Friday, May 28, 2010

People who I disagree with


I am still struggling to rip the scenes I need from My Sjostrom DVD, so in the meantime I'll share a bit about landscapes from two online writers that I disagree with.

To start, I found Stewart McKie's article on Sys-Con Media, titled "The Role of Landscape in Film." He lists some of my favorite movies: Lawrence of Arabia, Dances with Wolves, Aguirre: The Wrath of God, etc., and goes on to describe the ways in which the landscapes within them "add additional depth to a story or the situation that characters find themselves in." I don't have a problem with that statement. In fact, I'd agree with most of what McKie says, when he includes a list of ways that landscapes can work in film:

  • Reinforce themes
  • "Raise the stakes"
  • Create emotional highs
  • Emphasise contrasting worlds
  • Act as a character in its own right

But he leaves out an important element that I think Martin Lefebvre is keen to observe in the introduction to his volume, "Landscape and Film." Lefebvre's essential addition is that observation of landscapes often results in a removal or break from the narrative, because it privileges the aesthetics over the plot. McKie only discusses landscapes in ways that are more immersive to the viewer in the world of the story, if not the story itself. He sees landscapes not as opportunities for pause from narrative, but as extra tools to maintain the film's pull on the viewer, to root them in the story. I don't deny that what McKie says can happen, but I don't think landscape is always or merely an immersive element.

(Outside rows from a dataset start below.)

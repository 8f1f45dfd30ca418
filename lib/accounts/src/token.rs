//! Random tokens for generated passwords and reset links.

use base64::Engine;
use base64::engine::general_purpose::URL_SAFE_NO_PAD;
use rand::RngCore;
use sha2::{Digest, Sha256};

/// Generates a URL-safe random token of exactly `length` characters.
///
/// Easily confused characters (`l`, `I`, `O`, `0`) are replaced with
/// `s`, `x`, `y`, `z`.
#[must_use]
pub fn friendly_token(length: usize) -> String {
    // Four base64 characters per three bytes.
    let mut bytes = vec![0u8; (length * 3).div_ceil(4)];
    rand::thread_rng().fill_bytes(&mut bytes);

    URL_SAFE_NO_PAD
        .encode(&bytes)
        .chars()
        .map(|c| match c {
            'l' => 's',
            'I' => 'x',
            'O' => 'y',
            '0' => 'z',
            other => other,
        })
        .take(length)
        .collect()
}

/// Digest stored in place of a raw reset token.
#[must_use]
pub fn digest(token: &str) -> String {
    hex::encode(Sha256::digest(token.as_bytes()))
}

#[cfg(test)]
mod tests {
    use super::*;

    #[test]
    fn friendly_token_has_requested_length() {
        for length in [1, 7, 20, 32, 64] {
            assert_eq!(friendly_token(length).chars().count(), length);
        }
    }

    #[test]
    fn friendly_token_avoids_confusable_characters() {
        for _ in 0..50 {
            let token = friendly_token(40);
            assert!(!token.contains(&['l', 'I', 'O', '0'][..]), "token {token}");
            assert!(
                token
                    .chars()
                    .all(|c| c.is_ascii_alphanumeric() || c == '-' || c == '_')
            );
        }
    }

    #[test]
    fn friendly_tokens_differ() {
        assert_ne!(friendly_token(20), friendly_token(20));
    }

    #[test]
    fn digest_is_stable_hex() {
        let first = digest("reset-me");
        assert_eq!(first, digest("reset-me"));
        assert_ne!(first, digest("reset-you"));
        assert_eq!(first.len(), 64);
    }
}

Yet again as I sought another online writer, I found Renee, a blogger and film-maker who again sees landscape as an opportunity to latch ever more strongly to the "world" or "atmosphere" of the story. In her case, she speaks of having worked on the movie "Twilight" as a painter, and discovered the ways that landscapes were so powerful to people. There is a real town called "Forks" on which Twilight fans have descended, because as Renee puts it, the land and landscape are a way to "enter into the story through a real-world portal." And that's something they tried to recreate on the set of Twilight.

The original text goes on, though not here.